## EXTRACTED MATERIAL

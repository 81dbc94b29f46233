//! Kafka consumer for avatar and post uploads
//!
//! One [`UploadConsumer`] runs per image class, each on its own topic and
//! consumer group. Offsets are committed manually and only after the image
//! has been stored, so a failed event stays uncommitted and is redelivered
//! when the process restarts.

use super::events::{NotificationEvent, UploadEvent};
use super::producer::NotificationPublisher;
use crate::config::KafkaConfig;
use crate::error::{AppError, Result};
use crate::metrics;
use crate::models::{validate_extension, ImageClass};
use crate::services::image::{validate_target_name, ImageProcessor, ProcessedImage};
use async_trait::async_trait;
use base64::Engine;
use bytes::Bytes;
use rdkafka::consumer::{CommitMode, Consumer, StreamConsumer};
use rdkafka::message::Message;
use rdkafka::{ClientConfig, Offset, TopicPartitionList};
use std::sync::Arc;
use tokio::sync::watch;
use tracing::{debug, error, info, warn};

/// Per-class consumer configuration
#[derive(Clone, Debug)]
pub struct UploadConsumerConfig {
    pub brokers: String,
    pub topic: String,
    pub group_id: String,
    pub image_class: ImageClass,
    /// Message sent to the uploader once the image is stored
    pub success_message: String,
}

impl UploadConsumerConfig {
    pub fn for_class(kafka: &KafkaConfig, image_class: ImageClass) -> Self {
        let topic = kafka.topic_for(image_class);
        let success_message = match image_class {
            ImageClass::Avatar => "Avatar updated successfully",
            ImageClass::Post => "Post created successfully",
        };

        Self {
            brokers: kafka.brokers.clone(),
            topic: topic.topic.clone(),
            group_id: topic.group_id.clone(),
            image_class,
            success_message: success_message.to_string(),
        }
    }
}

/// A message taken off the broker, detached from the client
#[derive(Clone, Debug)]
pub struct ConsumedRecord {
    pub topic: String,
    pub partition: i32,
    pub offset: i64,
    pub payload: Option<Vec<u8>>,
}

/// Ordered source of records with manual commit
#[async_trait]
pub trait EventStream: Send {
    /// Wait for the next record; `None` once the stream is closed
    async fn next_record(&mut self) -> Option<Result<ConsumedRecord>>;

    /// Advance the group's committed position past `record`
    async fn commit(&mut self, record: &ConsumedRecord) -> Result<()>;
}

/// [`EventStream`] over an rdkafka `StreamConsumer`
pub struct KafkaEventStream {
    consumer: StreamConsumer,
}

impl KafkaEventStream {
    /// Create the client and subscribe to the configured topic
    pub fn subscribe(config: &UploadConsumerConfig) -> Result<Self> {
        let consumer: StreamConsumer = ClientConfig::new()
            .set("bootstrap.servers", &config.brokers)
            .set("group.id", &config.group_id)
            .set("enable.auto.commit", "false")
            .set("auto.offset.reset", "earliest")
            .set("session.timeout.ms", "45000")
            .set("max.poll.interval.ms", "300000")
            .set("enable.partition.eof", "false")
            .create()
            .map_err(|e| AppError::Internal(format!("Failed to create Kafka consumer: {e}")))?;

        consumer.subscribe(&[&config.topic]).map_err(|e| {
            AppError::Internal(format!("Failed to subscribe to topic: {e}"))
        })?;

        info!(
            brokers = %config.brokers,
            topic = %config.topic,
            group_id = %config.group_id,
            class = %config.image_class,
            "Upload consumer subscribed"
        );

        Ok(Self { consumer })
    }
}

#[async_trait]
impl EventStream for KafkaEventStream {
    async fn next_record(&mut self) -> Option<Result<ConsumedRecord>> {
        let record = self.consumer.recv().await.map(|msg| ConsumedRecord {
            topic: msg.topic().to_string(),
            partition: msg.partition(),
            offset: msg.offset(),
            payload: msg.payload().map(<[u8]>::to_vec),
        });
        Some(record.map_err(AppError::from))
    }

    async fn commit(&mut self, record: &ConsumedRecord) -> Result<()> {
        let mut offsets = TopicPartitionList::new();
        offsets.add_partition_offset(
            &record.topic,
            record.partition,
            Offset::Offset(record.offset + 1),
        )?;
        self.consumer.commit(&offsets, CommitMode::Sync)?;
        Ok(())
    }
}

/// What happened to one record
#[derive(Debug, Clone, Copy, PartialEq, Eq)]
pub enum MessageOutcome {
    /// Image stored; offset committed
    Processed,
    /// No usable event in the payload; committed so it is not redelivered
    Malformed,
    /// Processing failed; offset left uncommitted for redelivery
    Failed,
}

impl MessageOutcome {
    pub fn should_commit(self) -> bool {
        !matches!(self, MessageOutcome::Failed)
    }

    pub fn as_str(self) -> &'static str {
        match self {
            MessageOutcome::Processed => "processed",
            MessageOutcome::Malformed => "malformed",
            MessageOutcome::Failed => "failed",
        }
    }
}

/// Background consumer for one image class
pub struct UploadConsumer<S = KafkaEventStream> {
    stream: S,
    config: UploadConsumerConfig,
    processor: Arc<ImageProcessor>,
    publisher: Arc<dyn NotificationPublisher>,
    shutdown_rx: watch::Receiver<bool>,
}

impl UploadConsumer<KafkaEventStream> {
    /// Create a Kafka-backed consumer
    pub fn new(
        config: UploadConsumerConfig,
        processor: Arc<ImageProcessor>,
        publisher: Arc<dyn NotificationPublisher>,
        shutdown_rx: watch::Receiver<bool>,
    ) -> Result<Self> {
        let stream = KafkaEventStream::subscribe(&config)?;
        Ok(Self::with_stream(
            stream,
            config,
            processor,
            publisher,
            shutdown_rx,
        ))
    }
}

impl<S: EventStream> UploadConsumer<S> {
    pub fn with_stream(
        stream: S,
        config: UploadConsumerConfig,
        processor: Arc<ImageProcessor>,
        publisher: Arc<dyn NotificationPublisher>,
        shutdown_rx: watch::Receiver<bool>,
    ) -> Self {
        Self {
            stream,
            config,
            processor,
            publisher,
            shutdown_rx,
        }
    }

    /// Run the consumer loop until shutdown or the stream closes
    ///
    /// Shutdown only interrupts the wait for the next record; a record that
    /// was already received is processed to completion first.
    pub async fn run(mut self) -> Result<()> {
        info!(
            topic = %self.config.topic,
            class = %self.config.image_class,
            "Starting upload consumer loop"
        );

        loop {
            if *self.shutdown_rx.borrow() {
                info!(class = %self.config.image_class, "Shutdown signal received, stopping consumer");
                break;
            }

            let next = tokio::select! {
                changed = self.shutdown_rx.changed() => {
                    if changed.is_err() {
                        warn!(class = %self.config.image_class, "Shutdown channel closed, stopping consumer");
                        break;
                    }
                    continue;
                }
                next = self.stream.next_record() => next,
            };

            match next {
                Some(Ok(record)) => {
                    self.handle_record(&record).await;
                }
                Some(Err(e)) => {
                    error!(class = %self.config.image_class, error = %e, "Kafka consumer error");
                }
                None => {
                    warn!(class = %self.config.image_class, "Message stream ended");
                    break;
                }
            }
        }

        info!(class = %self.config.image_class, "Upload consumer stopped");
        Ok(())
    }

    /// Process one record, commit when appropriate and notify on success
    pub async fn handle_record(&mut self, record: &ConsumedRecord) -> MessageOutcome {
        let class = self.config.image_class;
        let (outcome, user_id) = self.process_payload(record.payload.as_deref()).await;
        metrics::record_upload_event(class.as_str(), outcome.as_str());

        if !outcome.should_commit() {
            warn!(
                class = %class,
                partition = record.partition,
                offset = record.offset,
                "Upload event left uncommitted, will be redelivered after restart"
            );
            return outcome;
        }

        if let Err(e) = self.stream.commit(record).await {
            error!(
                class = %class,
                partition = record.partition,
                offset = record.offset,
                error = %e,
                "Failed to commit offset"
            );
            return outcome;
        }

        if let Some(user_id) = user_id {
            let notification = NotificationEvent::info(user_id, self.config.success_message.clone());
            if let Err(e) = self.publisher.publish(notification).await {
                // The upload is already stored and committed; nothing to undo.
                error!(class = %class, user_id = user_id, error = %e, "Failed to send upload notification");
            }
        }

        outcome
    }

    async fn process_payload(&self, payload: Option<&[u8]>) -> (MessageOutcome, Option<i64>) {
        let class = self.config.image_class;

        let Some(payload) = payload else {
            debug!(class = %class, "Empty message payload, skipping");
            return (MessageOutcome::Malformed, None);
        };

        let event = match UploadEvent::from_payload(payload) {
            Ok(event) => event,
            Err(e) => {
                warn!(class = %class, error = %e, "Failed to parse upload event, skipping");
                return (MessageOutcome::Malformed, None);
            }
        };

        if let Err(e) = validate_target_name(&event.file_name) {
            warn!(class = %class, user_id = event.user_id, error = %e, "Unusable target file name, skipping");
            return (MessageOutcome::Malformed, None);
        }

        debug!(
            class = %class,
            user_id = event.user_id,
            file_name = %event.file_name,
            "Received upload event"
        );

        match self.ingest(&event).await {
            Ok(processed) => {
                info!(
                    class = %class,
                    user_id = event.user_id,
                    file_name = %processed.file_name,
                    width = processed.width,
                    height = processed.height,
                    "Upload event processed"
                );
                (MessageOutcome::Processed, Some(event.user_id))
            }
            Err(e) => {
                error!(
                    class = %class,
                    user_id = event.user_id,
                    file_name = %event.file_name,
                    error = %e,
                    "Failed to process upload event"
                );
                (MessageOutcome::Failed, None)
            }
        }
    }

    async fn ingest(&self, event: &UploadEvent) -> Result<ProcessedImage> {
        validate_extension(&event.file_extension)?;
        let raw = base64::engine::general_purpose::STANDARD.decode(event.file_base64.trim())?;

        self.processor
            .clone()
            .process_async(
                self.config.image_class,
                Bytes::from(raw),
                event.file_name.clone(),
            )
            .await
    }
}
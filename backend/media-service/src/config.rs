/// Configuration management for media-service
///
/// Loads configuration from environment variables with sensible defaults.
use crate::models::ImageClass;
use serde::Deserialize;
use std::path::PathBuf;

#[derive(Clone, Debug, Deserialize)]
pub struct Config {
    pub app: AppConfig,
    pub cors: CorsConfig,
    pub storage: StorageConfig,
    pub auth: AuthConfig,
    pub kafka: KafkaConfig,
}

#[derive(Clone, Debug, Deserialize)]
pub struct AppConfig {
    pub host: String,
    pub port: u16,
    pub env: String,
    /// Largest accepted multipart file, in bytes
    pub max_upload_bytes: usize,
}

#[derive(Clone, Debug, Deserialize)]
pub struct CorsConfig {
    /// Exact origins, or `*` for any
    pub allowed_origins: Vec<String>,
}

#[derive(Clone, Debug, Deserialize)]
pub struct StorageConfig {
    pub images_path: PathBuf,
    /// Base64 PNG served for `default` / `default.png`
    pub default_avatar: Option<String>,
}

#[derive(Clone, Debug, Deserialize)]
pub struct AuthConfig {
    pub base_url: String,
    pub validate_token_path: String,
}

#[derive(Clone, Debug, Deserialize)]
pub struct KafkaConfig {
    pub brokers: String,
    pub avatar: TopicConfig,
    pub post: TopicConfig,
    pub notification_topic: String,
}

#[derive(Clone, Debug, Deserialize)]
pub struct TopicConfig {
    pub topic: String,
    pub group_id: String,
}

impl KafkaConfig {
    /// Topic/group pair for the given image class
    pub fn topic_for(&self, class: ImageClass) -> &TopicConfig {
        match class {
            ImageClass::Avatar => &self.avatar,
            ImageClass::Post => &self.post,
        }
    }
}

impl Config {
    /// Load configuration from environment variables
    pub fn from_env() -> Result<Self, Box<dyn std::error::Error>> {
        Ok(Config {
            app: AppConfig {
                host: std::env::var("MEDIA_SERVICE_HOST").unwrap_or_else(|_| "0.0.0.0".to_string()),
                port: std::env::var("MEDIA_SERVICE_PORT")
                    .unwrap_or_else(|_| "8082".to_string())
                    .parse()
                    .unwrap_or(8082),
                env: std::env::var("APP_ENV").unwrap_or_else(|_| "development".to_string()),
                max_upload_bytes: std::env::var("MAX_UPLOAD_BYTES")
                    .ok()
                    .and_then(|v| v.parse().ok())
                    .unwrap_or(10 * 1024 * 1024),
            },
            cors: CorsConfig {
                allowed_origins: std::env::var("CORS_ALLOWED_ORIGINS")
                    .unwrap_or_else(|_| "*".to_string())
                    .split(',')
                    .map(|origin| origin.trim().to_string())
                    .filter(|origin| !origin.is_empty())
                    .collect(),
            },
            storage: StorageConfig {
                images_path: std::env::var("IMAGES_PATH")
                    .unwrap_or_else(|_| "./images".to_string())
                    .into(),
                default_avatar: std::env::var("DEFAULT_AVATAR").ok(),
            },
            auth: AuthConfig {
                base_url: std::env::var("AUTH_API_BASE_URL")
                    .unwrap_or_else(|_| "http://localhost:8080".to_string()),
                validate_token_path: std::env::var("AUTH_API_VALIDATE_TOKEN_PATH")
                    .unwrap_or_else(|_| "/auth/validate-token".to_string()),
            },
            kafka: KafkaConfig {
                brokers: std::env::var("KAFKA_BROKERS")
                    .unwrap_or_else(|_| "localhost:9092".to_string()),
                avatar: TopicConfig {
                    topic: std::env::var("KAFKA_AVATAR_TOPIC")
                        .unwrap_or_else(|_| "send-avatar".to_string()),
                    group_id: std::env::var("KAFKA_AVATAR_GROUP_ID")
                        .unwrap_or_else(|_| "media-avatar-consumer".to_string()),
                },
                post: TopicConfig {
                    topic: std::env::var("KAFKA_POST_TOPIC")
                        .unwrap_or_else(|_| "send-post".to_string()),
                    group_id: std::env::var("KAFKA_POST_GROUP_ID")
                        .unwrap_or_else(|_| "media-post-consumer".to_string()),
                },
                notification_topic: std::env::var("KAFKA_NOTIFICATION_TOPIC")
                    .unwrap_or_else(|_| "send-notification".to_string()),
            },
        })
    }
}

## EXERCISE DESCRIPTION
Copy each line of the listing that includes "stored".

## SOLUTION TO THIS PROBLEM
//! has been stored, so a failed event stays uncommitted and is redelivered
    /// Message sent to the uploader once the image is stored
    /// Image stored; offset committed
                // The upload is already stored and committed; nothing to undo.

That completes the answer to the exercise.